§ **EXERCISE OBJECTIVE**: Work out how many lines of the listing hold the string "gateway", then answer with that number and nothing else.

§ **DATA UNDER STUDY**:

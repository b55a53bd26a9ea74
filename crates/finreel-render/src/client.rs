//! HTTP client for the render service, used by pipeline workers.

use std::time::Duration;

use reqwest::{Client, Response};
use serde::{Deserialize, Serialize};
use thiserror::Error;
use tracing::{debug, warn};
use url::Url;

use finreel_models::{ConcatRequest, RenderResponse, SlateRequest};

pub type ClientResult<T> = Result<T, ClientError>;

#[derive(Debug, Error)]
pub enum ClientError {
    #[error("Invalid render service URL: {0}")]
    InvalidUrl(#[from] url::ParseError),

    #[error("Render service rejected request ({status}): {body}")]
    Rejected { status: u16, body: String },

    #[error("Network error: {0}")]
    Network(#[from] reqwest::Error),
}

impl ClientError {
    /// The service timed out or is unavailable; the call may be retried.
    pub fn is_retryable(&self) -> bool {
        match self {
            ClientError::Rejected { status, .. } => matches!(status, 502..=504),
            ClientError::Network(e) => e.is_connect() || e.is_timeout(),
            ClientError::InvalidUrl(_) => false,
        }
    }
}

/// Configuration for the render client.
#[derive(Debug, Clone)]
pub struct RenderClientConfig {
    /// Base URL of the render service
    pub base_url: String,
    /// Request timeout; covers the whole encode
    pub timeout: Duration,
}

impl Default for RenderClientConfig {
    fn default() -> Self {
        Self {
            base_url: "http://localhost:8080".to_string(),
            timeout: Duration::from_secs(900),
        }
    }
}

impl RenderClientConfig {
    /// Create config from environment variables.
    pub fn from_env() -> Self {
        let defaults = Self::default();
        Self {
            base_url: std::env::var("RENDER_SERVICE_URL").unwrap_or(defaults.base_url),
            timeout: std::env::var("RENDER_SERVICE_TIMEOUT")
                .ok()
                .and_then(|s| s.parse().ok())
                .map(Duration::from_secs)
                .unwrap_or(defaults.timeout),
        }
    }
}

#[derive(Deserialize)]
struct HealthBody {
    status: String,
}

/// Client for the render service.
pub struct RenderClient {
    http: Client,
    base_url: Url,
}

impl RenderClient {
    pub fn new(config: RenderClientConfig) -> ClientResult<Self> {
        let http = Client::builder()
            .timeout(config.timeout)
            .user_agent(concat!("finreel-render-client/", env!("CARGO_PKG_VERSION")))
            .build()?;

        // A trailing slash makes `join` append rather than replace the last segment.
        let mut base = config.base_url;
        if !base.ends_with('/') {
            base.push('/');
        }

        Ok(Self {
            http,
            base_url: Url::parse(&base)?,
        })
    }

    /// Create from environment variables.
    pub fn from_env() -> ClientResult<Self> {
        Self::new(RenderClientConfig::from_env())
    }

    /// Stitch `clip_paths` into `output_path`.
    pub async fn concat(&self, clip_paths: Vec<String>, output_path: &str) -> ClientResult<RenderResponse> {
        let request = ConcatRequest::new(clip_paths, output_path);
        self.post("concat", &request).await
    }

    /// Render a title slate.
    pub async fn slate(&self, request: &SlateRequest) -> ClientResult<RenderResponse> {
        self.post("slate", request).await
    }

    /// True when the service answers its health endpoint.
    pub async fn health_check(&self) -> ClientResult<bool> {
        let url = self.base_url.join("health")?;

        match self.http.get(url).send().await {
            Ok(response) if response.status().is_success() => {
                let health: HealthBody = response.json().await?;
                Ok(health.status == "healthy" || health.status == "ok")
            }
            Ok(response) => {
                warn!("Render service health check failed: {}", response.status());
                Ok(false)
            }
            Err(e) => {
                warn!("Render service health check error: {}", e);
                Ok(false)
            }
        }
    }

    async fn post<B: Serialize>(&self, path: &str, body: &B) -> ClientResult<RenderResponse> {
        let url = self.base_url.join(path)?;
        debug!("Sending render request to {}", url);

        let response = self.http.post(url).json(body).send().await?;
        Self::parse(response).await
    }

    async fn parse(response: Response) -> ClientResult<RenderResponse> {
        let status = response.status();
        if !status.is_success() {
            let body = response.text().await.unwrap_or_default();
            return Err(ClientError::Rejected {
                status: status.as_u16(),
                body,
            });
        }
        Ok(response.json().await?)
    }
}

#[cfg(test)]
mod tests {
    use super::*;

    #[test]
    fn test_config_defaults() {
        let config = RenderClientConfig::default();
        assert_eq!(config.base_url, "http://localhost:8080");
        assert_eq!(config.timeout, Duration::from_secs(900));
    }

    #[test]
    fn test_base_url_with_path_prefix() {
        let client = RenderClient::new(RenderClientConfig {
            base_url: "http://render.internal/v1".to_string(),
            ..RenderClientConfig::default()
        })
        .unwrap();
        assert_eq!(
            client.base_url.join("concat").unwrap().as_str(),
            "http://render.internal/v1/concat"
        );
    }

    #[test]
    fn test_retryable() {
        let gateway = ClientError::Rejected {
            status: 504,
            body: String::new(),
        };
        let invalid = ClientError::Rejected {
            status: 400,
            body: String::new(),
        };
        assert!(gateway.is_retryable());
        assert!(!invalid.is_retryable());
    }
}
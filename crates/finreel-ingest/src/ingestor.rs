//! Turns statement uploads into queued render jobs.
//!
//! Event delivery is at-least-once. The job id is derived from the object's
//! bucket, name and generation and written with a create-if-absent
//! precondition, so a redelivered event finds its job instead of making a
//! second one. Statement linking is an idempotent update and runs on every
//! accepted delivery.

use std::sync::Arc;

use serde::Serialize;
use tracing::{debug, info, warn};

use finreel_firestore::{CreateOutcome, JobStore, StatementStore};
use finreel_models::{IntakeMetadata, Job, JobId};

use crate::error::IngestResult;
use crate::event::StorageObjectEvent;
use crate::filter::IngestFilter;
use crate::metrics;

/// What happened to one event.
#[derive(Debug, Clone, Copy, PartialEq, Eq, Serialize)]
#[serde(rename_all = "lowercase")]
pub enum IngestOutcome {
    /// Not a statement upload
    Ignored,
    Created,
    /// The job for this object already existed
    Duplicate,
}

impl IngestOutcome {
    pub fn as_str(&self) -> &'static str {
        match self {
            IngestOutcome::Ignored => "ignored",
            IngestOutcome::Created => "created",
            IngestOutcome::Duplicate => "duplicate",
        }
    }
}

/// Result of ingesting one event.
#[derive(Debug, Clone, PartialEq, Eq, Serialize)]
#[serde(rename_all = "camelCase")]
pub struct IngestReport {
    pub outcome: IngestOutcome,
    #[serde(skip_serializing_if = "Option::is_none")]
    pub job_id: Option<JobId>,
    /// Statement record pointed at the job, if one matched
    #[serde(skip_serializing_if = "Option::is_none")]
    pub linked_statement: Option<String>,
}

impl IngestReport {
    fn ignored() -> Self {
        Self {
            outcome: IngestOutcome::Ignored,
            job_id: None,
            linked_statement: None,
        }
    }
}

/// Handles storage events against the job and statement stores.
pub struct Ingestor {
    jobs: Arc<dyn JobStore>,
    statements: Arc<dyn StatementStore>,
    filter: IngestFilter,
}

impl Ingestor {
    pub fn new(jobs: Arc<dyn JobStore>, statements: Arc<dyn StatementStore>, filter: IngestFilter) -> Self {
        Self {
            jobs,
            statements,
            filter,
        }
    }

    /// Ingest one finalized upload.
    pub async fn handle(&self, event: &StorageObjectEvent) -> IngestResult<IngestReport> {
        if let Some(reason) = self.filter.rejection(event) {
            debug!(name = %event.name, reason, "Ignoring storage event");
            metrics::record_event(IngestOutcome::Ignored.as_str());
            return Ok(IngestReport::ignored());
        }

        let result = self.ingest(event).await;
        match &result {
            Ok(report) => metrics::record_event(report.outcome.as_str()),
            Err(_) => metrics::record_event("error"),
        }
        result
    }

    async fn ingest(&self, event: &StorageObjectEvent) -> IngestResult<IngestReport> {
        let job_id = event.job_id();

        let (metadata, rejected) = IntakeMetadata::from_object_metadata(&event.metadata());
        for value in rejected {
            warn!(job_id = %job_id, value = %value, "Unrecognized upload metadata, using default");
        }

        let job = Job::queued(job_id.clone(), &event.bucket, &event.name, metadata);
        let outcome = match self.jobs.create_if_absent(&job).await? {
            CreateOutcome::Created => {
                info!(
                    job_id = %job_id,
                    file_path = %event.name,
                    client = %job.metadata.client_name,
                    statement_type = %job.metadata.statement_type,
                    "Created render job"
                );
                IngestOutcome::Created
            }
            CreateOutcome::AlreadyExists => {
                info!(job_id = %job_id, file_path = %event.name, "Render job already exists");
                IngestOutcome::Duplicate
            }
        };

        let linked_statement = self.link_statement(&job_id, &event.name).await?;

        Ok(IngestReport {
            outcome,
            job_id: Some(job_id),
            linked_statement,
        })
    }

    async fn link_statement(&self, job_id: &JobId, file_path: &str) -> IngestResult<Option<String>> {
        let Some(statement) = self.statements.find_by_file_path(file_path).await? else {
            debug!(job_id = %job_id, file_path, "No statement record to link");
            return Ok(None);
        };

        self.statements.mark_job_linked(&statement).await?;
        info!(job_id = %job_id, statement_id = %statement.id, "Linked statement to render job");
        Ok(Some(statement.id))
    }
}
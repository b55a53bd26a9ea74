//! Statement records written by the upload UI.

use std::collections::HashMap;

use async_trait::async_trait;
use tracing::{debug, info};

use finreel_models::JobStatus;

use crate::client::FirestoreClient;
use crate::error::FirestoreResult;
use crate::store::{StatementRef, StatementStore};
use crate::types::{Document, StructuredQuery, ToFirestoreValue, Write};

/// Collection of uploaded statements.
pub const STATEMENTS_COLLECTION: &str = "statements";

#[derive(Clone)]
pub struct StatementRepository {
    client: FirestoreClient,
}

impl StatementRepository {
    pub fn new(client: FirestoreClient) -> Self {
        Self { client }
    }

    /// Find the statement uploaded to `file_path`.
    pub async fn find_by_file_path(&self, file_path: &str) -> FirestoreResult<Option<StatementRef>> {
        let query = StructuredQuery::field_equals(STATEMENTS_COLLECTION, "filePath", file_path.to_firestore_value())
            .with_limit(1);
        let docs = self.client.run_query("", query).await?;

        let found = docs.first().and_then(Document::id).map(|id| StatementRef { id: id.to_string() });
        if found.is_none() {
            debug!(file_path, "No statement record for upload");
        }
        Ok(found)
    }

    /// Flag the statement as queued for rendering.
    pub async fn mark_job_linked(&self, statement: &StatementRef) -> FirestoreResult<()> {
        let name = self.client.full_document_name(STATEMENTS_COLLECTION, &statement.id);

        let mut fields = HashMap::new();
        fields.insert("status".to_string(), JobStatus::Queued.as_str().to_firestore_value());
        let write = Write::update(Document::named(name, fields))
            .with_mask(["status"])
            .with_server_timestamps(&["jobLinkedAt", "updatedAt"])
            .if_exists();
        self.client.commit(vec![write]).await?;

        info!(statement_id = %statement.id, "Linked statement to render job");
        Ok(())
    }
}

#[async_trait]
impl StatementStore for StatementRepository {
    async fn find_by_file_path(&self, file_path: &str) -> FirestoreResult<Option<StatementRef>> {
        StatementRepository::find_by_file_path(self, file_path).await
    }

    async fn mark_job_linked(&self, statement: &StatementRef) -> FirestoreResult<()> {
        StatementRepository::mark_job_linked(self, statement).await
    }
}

§ **REPLY TO THE EXERCISE**: 2